Read more: Is it bad to stop and walk while running?
In the beginning, three training sessions per week are enough. Make sure you have at least one day of rest between training sessions. Be sure to take at least one rest day between workouts.
2. Progress gradually
It is important to gradually increase the distance and intensity of your running.
If you change your training plan too quickly and do not give your body a chance to adapt, you run the risk of injury or overtraining, which will keep you from continuing to train.
3. Choose a training plan or consult a coach
Novice runners very often start with training that is too intense. They want to progress as quickly as possible, but out of ignorance, they overdo it.
If you are new to running, join a running club or choose a training plan to follow.
This way you are less likely to overdo it and quickly give up or get injured.

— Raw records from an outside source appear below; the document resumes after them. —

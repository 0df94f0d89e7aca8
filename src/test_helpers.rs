//! Shared test utilities for the photo-gallery test suite.
//!
//! ```rust
//! use crate::test_helpers::*;
//!
//! let master = photos_in(&[("nature", 5), ("portraits", 7)]);
//! assert_eq!(photo_ids(&master[..2]), vec!["nature_1", "nature_2"]);
//! ```

use crate::types::Photo;
use std::sync::Arc;

// =========================================================================
// Builders
// =========================================================================

/// A photo in `folder` with sequence number `i`, named like the mock source.
pub fn photo(folder: &str, i: usize) -> Photo {
    Photo {
        id: format!("{folder}_{i}"),
        url: format!("https://cdn.test/{folder}/photo_{i}.jpg"),
        folder: folder.to_string(),
        title: format!("{folder} {i}"),
        alt: format!("{folder} photography - image {i}"),
    }
}

/// Folder-major photo list: `[("nature", 2), ("events", 1)]` gives
/// `nature_1, nature_2, events_1`. A folder may appear more than once.
pub fn photos_in(folders: &[(&str, usize)]) -> Vec<Arc<Photo>> {
    folders
        .iter()
        .flat_map(|(folder, count)| (1..=*count).map(move |i| Arc::new(photo(folder, i))))
        .collect()
}

// =========================================================================
// Extractors
// =========================================================================

/// All photo ids, in order.
pub fn photo_ids(photos: &[Arc<Photo>]) -> Vec<&str> {
    photos.iter().map(|p| p.id.as_str()).collect()
}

Want a training plan? Click here.
4. Include strength training
It is important to prepare your body for the stress of running to reduce the likelihood of injury. It is necessary to do strength exercises to strengthen muscles, tendons, ligaments, and joints.
Runners should do strength training at least twice a week.

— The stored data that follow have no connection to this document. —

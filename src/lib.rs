//! # Photo Gallery
//!
//! The state engine behind a client-side photo gallery page: a rotating photo
//! carousel, a folder-filterable photo grid with a lightbox viewer, and a
//! testimonial carousel. Rendering is someone else's job. This crate decides
//! which photo is current, how navigation wraps, and which photos the grid
//! shows, and tells the view what to redraw.
//!
//! # Architecture
//!
//! ```text
//! PhotoSource ──▶ master photos ──filter──▶ lightbox cursor ──▶ grid / lightbox view
//!                       └─────────────────▶ carousel cursor ──▶ carousel view
//! ReviewSource ─────────────────────────▶ reviews cursor  ──▶ reviews view
//!
//! click / key / swipe / timer ──▶ GalleryEvent ──▶ Gallery::handle ──▶ Redraw
//! ```
//!
//! # Module Map
//!
//! | Module | Role |
//! |--------|------|
//! | [`cursor`] | Wraparound cursor over an ordered sequence |
//! | [`filter`] | Folder filter and distinct-folder listing |
//! | [`swipe`] | Touch gesture → navigation direction |
//! | [`gallery`] | Owns the three cursors and the filter; dispatches events |
//! | [`events`] | Typed input events and their one-line text form |
//! | [`source`] | Photo and review sources: mock, JSON, content directory |
//! | [`timer`] | Cancellable periodic ticks for auto-rotate and auto-refresh |
//! | [`config`] | `config.toml` loading, merging over defaults, validation |
//! | [`types`] | `Photo` and `Review` |
//! | [`naming`] | `NNN-name` ordering prefix and title helpers |
//! | [`output`] | CLI text formatting of inventories and gallery state |
//!
//! # Design Decisions
//!
//! ## Three Cursors, No Globals
//!
//! The carousel, the lightbox and the reviews carousel each get their own
//! [`cursor::Cursor`]. They wrap independently and never share a position.
//! All of it lives inside a [`gallery::Gallery`] value that the view owns.
//!
//! ## Recompute, Don't Patch
//!
//! The grid is recomputed from the master list every time the folder or the
//! master list changes. Photos sit behind `Arc`, so a recompute copies
//! pointers, not photos.
//!
//! ## Filter Changes Rewind the Lightbox
//!
//! Switching folders always puts the lightbox back on the first photo, even
//! when the photo being viewed is still in the new selection.
//!
//! ## Swipe Direction
//!
//! A swipe to the left (finger moving right to left) advances; a swipe to the
//! right goes back.

pub mod config;
pub mod cursor;
pub mod events;
pub mod filter;
pub mod gallery;
pub mod naming;
pub mod output;
pub mod source;
pub mod swipe;
pub mod timer;
pub mod types;

#[cfg(test)]
pub(crate) mod test_helpers;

Research has shown that it is optimal to strength train 2 to 3 times per week for a period of 8 to 12 weeks to improve the running abilities of middle and long-distance runners.
Strength training not only reduces the risk of injury but also improves running technique and thus running economy.
They also improve neuromuscular efficiency, which is the communication between nerves and muscles, by speeding up the nerve impulses that send signals to muscle fibers.
In this way, your muscles are better coordinated for a more intense workout or race and you can run longer.
You can do strength training anywhere, even at home, without excuses.
5. Focus on the running technique
With proper running techniques, you can improve your running economy and efficiency. You will tire less, be able to run longer and get used to the effort of running faster.
When running, it is important to:
- Keep your body straight, lean slightly forward
- Look straight ahead.
- Arms are bent at the elbows at a 90-degree angle. Swing your arms in the direction of your movement.
- Do not clench your fists, keep your palms open.
- Pay attention to the position of your feet. Do not run on your heels. When running fast, run on the balls of your feet.
TipAvoid overstriding, as this wastes too much energy and decreases your performance. Foot strike should be just below the knee and slightly in front of your center of gravity. This maintains speed and helps avoid braking. It also protects the knee and allows the muscles and tendons of the legs to absorb the force of the impact.
6. Take care of adequate recovery
Recovery is just as important as training.
Do not neglect your rest days, no matter how good you feel. More training does not mean you will progress faster.
Without adequate recovery, you risk injury, and it is very likely that results will stagnate.
This will further demotivate you and you will most likely give up.
7. Listen to your body
Every runner is an individual and each of us knows our body best.
Listen to your body and gradually push your limits.
If you feel tired or sore, take a break and let your body recover before continuing.
However, do not let a lack of discipline and motivation keep you from sticking to your plan and reaching your goal.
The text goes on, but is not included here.